┌────────
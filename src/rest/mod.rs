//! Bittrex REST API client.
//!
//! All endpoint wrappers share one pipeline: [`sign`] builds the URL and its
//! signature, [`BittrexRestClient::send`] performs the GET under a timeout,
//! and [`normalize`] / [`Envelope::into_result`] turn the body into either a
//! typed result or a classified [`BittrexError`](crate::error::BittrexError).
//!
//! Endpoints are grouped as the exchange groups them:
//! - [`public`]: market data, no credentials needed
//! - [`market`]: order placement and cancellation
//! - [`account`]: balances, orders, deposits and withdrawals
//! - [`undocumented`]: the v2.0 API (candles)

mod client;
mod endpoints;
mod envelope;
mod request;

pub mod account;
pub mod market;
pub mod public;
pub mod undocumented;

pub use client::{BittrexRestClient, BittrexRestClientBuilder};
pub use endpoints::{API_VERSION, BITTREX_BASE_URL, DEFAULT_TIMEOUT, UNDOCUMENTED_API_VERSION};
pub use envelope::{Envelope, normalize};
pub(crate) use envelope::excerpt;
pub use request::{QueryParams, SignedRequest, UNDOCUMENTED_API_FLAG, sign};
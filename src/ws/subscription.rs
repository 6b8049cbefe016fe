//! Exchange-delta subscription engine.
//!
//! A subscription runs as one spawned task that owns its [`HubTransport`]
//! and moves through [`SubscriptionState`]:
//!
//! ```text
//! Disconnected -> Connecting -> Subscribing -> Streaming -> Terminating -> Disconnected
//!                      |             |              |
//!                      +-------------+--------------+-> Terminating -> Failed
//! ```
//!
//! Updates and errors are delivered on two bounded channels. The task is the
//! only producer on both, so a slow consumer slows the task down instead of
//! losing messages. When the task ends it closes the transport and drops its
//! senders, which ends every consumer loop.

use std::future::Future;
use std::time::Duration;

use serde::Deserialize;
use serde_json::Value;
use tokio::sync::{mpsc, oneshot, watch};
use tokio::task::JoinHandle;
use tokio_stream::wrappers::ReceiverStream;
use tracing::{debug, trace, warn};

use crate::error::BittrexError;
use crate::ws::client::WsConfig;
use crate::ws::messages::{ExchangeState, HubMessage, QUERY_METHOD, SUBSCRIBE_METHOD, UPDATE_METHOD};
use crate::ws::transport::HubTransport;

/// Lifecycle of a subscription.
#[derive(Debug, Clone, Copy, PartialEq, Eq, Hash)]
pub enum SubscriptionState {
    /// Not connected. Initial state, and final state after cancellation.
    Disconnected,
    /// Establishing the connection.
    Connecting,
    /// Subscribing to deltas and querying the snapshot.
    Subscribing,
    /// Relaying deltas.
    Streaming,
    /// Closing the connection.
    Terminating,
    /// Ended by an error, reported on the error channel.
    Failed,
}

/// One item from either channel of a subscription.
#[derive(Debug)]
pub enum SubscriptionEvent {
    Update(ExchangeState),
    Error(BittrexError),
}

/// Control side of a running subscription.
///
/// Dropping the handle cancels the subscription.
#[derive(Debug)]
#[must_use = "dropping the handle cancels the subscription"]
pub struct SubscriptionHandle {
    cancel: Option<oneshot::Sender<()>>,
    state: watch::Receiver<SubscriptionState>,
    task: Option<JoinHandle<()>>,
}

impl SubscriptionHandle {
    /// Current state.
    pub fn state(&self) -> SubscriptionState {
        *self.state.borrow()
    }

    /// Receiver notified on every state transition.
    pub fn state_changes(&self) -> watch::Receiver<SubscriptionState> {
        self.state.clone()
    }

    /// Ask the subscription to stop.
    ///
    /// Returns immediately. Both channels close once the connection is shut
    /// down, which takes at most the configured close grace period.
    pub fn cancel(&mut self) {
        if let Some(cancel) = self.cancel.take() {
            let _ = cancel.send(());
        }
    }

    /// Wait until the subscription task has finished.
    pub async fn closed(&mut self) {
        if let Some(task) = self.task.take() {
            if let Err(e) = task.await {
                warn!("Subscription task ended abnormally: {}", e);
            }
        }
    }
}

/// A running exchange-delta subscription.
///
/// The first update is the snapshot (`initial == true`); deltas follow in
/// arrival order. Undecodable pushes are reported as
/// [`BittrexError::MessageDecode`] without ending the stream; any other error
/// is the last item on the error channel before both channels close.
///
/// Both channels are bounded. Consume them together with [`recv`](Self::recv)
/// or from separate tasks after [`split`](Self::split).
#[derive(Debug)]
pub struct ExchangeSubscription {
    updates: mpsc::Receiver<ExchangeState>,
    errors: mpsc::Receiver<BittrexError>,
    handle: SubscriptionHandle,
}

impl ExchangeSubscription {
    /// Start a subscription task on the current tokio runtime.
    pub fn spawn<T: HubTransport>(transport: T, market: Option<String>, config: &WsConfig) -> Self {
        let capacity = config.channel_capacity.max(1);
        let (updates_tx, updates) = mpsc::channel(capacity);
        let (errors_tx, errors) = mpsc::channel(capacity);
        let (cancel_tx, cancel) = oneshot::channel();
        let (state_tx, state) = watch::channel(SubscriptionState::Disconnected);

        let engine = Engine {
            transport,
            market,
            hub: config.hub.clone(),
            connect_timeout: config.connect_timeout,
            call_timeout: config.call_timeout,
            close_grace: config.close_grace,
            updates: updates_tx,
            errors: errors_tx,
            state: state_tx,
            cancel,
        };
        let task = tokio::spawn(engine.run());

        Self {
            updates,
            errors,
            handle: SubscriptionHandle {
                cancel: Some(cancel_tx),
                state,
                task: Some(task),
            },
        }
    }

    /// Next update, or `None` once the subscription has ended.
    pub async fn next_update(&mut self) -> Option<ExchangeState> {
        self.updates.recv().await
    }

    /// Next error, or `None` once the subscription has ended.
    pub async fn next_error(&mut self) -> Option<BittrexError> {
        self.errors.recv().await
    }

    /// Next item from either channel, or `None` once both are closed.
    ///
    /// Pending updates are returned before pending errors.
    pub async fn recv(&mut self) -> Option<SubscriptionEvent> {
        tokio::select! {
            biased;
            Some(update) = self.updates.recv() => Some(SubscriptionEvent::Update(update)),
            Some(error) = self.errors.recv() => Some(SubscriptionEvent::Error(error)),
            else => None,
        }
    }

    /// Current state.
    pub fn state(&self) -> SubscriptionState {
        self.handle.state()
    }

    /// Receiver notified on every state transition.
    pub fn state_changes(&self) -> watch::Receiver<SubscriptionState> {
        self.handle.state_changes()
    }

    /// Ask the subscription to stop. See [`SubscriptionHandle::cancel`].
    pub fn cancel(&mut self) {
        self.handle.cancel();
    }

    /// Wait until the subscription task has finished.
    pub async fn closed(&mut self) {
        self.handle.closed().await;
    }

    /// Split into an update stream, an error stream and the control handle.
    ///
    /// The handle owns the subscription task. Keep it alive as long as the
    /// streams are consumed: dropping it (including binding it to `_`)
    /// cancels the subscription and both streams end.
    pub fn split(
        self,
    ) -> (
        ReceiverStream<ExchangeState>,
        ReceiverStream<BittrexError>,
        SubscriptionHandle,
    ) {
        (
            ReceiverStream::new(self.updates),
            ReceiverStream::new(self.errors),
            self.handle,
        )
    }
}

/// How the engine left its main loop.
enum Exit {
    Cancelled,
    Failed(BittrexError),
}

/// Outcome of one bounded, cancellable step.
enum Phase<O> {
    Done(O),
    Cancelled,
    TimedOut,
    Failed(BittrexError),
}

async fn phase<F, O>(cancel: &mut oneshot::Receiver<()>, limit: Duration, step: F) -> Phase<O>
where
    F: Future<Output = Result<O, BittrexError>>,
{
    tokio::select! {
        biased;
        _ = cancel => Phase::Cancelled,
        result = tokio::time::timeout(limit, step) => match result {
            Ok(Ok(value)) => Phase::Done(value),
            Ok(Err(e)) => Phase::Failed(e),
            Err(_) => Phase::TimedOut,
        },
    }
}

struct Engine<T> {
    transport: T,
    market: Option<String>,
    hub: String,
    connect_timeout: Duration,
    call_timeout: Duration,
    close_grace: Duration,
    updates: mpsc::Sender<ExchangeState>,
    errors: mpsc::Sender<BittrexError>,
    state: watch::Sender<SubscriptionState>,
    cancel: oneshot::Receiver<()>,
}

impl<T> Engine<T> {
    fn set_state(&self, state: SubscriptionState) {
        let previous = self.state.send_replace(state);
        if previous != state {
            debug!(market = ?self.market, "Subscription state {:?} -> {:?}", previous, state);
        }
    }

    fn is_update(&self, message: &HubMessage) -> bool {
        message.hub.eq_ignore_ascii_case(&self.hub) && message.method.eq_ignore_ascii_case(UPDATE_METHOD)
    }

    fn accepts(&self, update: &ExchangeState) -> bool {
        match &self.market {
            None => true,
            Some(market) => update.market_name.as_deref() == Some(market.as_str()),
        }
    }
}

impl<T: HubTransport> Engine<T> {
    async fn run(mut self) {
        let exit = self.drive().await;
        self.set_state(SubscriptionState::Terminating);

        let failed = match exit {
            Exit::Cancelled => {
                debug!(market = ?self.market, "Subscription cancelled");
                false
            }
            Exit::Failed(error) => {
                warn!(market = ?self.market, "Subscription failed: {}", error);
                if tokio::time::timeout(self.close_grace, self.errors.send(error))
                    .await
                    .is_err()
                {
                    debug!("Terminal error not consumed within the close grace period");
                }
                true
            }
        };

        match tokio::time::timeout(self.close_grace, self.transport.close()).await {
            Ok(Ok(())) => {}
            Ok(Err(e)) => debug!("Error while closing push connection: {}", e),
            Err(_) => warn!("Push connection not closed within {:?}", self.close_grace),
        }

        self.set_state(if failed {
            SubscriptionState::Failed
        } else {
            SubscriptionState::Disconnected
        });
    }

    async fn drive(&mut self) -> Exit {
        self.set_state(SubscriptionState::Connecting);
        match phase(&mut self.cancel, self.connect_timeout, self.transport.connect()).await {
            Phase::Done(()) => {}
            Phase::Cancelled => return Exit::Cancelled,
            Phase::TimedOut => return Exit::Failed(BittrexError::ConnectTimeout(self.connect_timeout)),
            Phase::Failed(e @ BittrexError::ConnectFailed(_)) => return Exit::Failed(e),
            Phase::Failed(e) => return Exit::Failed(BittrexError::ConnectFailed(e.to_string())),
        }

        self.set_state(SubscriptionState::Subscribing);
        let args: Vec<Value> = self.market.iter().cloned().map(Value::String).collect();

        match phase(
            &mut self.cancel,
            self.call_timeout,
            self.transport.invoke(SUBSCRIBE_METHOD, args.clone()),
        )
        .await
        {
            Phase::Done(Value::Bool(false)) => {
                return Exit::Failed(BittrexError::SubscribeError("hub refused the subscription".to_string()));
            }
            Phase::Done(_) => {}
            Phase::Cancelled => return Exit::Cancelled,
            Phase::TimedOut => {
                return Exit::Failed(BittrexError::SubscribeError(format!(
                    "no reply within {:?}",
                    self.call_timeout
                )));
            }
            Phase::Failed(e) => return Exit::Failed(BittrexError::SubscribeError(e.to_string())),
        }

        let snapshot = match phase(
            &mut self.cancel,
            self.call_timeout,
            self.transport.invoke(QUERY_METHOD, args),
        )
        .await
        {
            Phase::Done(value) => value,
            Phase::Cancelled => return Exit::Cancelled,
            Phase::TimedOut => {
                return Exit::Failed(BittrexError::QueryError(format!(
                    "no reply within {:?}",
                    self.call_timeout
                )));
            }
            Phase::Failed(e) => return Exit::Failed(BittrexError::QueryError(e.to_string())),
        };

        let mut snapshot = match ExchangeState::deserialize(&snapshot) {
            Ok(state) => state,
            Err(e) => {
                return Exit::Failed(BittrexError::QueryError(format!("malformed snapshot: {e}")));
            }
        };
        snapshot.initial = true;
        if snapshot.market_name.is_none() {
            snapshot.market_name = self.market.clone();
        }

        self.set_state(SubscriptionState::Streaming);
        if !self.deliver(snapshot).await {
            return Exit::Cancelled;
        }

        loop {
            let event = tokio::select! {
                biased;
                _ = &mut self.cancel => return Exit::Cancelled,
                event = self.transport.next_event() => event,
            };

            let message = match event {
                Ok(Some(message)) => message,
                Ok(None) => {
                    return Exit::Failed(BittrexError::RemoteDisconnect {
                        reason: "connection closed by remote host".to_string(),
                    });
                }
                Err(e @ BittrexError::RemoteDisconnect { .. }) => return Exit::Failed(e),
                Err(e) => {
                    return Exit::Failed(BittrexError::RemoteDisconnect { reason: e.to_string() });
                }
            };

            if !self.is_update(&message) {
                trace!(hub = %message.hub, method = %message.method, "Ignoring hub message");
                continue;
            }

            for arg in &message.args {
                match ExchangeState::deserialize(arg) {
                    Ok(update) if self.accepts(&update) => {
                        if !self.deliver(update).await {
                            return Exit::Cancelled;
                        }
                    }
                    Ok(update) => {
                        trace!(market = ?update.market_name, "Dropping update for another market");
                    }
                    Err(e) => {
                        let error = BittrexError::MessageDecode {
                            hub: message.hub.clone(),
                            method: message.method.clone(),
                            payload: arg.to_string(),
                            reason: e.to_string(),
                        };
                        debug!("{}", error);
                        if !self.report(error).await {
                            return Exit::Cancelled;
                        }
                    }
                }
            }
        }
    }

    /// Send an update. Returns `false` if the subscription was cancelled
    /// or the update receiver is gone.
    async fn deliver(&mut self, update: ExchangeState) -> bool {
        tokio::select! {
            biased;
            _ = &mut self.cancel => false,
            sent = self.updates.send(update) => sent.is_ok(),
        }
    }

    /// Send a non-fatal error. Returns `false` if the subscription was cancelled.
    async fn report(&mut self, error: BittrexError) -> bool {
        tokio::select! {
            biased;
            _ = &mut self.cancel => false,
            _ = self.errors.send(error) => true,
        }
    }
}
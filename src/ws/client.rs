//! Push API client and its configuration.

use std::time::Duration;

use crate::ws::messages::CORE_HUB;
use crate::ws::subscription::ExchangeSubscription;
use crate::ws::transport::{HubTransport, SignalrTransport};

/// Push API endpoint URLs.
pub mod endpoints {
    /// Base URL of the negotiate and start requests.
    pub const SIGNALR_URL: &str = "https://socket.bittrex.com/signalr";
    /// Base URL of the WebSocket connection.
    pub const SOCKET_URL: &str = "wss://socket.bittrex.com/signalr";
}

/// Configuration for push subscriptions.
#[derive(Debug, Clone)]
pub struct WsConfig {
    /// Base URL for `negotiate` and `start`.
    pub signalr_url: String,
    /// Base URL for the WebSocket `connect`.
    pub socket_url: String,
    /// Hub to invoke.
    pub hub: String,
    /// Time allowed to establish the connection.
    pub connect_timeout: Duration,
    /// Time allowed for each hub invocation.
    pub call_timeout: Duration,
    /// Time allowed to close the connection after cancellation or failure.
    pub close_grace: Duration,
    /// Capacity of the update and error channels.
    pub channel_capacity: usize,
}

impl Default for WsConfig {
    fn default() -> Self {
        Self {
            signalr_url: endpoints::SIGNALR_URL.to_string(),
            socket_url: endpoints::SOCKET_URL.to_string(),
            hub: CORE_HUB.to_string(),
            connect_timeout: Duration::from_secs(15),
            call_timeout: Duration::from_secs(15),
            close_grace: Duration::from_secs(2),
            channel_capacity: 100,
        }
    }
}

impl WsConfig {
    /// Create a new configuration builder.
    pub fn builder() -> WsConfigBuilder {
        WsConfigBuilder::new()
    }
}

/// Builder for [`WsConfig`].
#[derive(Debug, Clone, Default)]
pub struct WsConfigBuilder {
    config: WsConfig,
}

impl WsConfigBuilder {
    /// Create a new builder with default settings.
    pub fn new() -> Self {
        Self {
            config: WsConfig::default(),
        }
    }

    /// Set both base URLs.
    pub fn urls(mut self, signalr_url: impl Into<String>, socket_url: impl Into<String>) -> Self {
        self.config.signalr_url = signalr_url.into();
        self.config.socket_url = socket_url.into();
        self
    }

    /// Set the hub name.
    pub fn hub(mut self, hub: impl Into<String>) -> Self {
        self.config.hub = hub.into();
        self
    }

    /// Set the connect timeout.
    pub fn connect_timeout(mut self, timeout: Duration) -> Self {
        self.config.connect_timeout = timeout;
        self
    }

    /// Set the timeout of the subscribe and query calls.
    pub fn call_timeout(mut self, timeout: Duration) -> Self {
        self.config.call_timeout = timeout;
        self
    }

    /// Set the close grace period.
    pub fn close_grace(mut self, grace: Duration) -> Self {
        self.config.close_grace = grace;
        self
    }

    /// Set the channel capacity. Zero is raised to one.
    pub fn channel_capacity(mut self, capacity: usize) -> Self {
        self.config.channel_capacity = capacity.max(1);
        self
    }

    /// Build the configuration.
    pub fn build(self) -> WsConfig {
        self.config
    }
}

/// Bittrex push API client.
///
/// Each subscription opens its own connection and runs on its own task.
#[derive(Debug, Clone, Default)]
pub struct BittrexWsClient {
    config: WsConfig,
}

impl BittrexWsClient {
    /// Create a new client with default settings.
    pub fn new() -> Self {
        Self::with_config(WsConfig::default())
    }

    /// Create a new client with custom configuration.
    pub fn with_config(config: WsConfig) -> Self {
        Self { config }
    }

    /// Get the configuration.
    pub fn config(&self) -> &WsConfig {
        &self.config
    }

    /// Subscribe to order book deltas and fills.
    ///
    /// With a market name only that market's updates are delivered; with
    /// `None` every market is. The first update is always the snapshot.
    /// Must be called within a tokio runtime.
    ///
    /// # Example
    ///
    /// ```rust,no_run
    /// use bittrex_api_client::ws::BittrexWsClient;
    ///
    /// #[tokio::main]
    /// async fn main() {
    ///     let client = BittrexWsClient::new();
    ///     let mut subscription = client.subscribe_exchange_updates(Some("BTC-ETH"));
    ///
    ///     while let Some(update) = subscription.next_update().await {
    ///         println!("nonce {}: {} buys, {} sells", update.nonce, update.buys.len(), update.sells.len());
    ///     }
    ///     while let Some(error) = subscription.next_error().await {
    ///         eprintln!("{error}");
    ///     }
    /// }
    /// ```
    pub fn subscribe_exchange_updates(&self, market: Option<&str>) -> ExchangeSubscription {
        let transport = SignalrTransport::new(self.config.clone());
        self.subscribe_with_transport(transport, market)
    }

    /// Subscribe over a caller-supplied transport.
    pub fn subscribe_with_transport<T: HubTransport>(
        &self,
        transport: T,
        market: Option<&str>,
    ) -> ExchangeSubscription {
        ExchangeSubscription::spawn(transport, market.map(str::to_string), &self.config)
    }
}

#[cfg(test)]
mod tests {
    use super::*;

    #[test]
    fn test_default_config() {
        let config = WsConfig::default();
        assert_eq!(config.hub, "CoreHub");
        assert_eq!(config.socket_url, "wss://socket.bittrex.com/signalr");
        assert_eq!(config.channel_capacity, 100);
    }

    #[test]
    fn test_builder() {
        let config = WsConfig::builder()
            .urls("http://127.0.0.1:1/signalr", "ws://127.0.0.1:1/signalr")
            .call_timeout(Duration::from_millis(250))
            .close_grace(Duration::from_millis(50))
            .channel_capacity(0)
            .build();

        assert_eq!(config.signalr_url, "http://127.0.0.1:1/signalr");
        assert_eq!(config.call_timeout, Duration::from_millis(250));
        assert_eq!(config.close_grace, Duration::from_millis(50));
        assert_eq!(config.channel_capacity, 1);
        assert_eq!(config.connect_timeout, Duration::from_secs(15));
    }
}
└────────
**WORK INSTRUCTION:** From the data above, show each line that contains "usize".

**EXERCISE RESULT:**
    pub channel_capacity: usize,
    pub fn channel_capacity(mut self, capacity: usize) -> Self {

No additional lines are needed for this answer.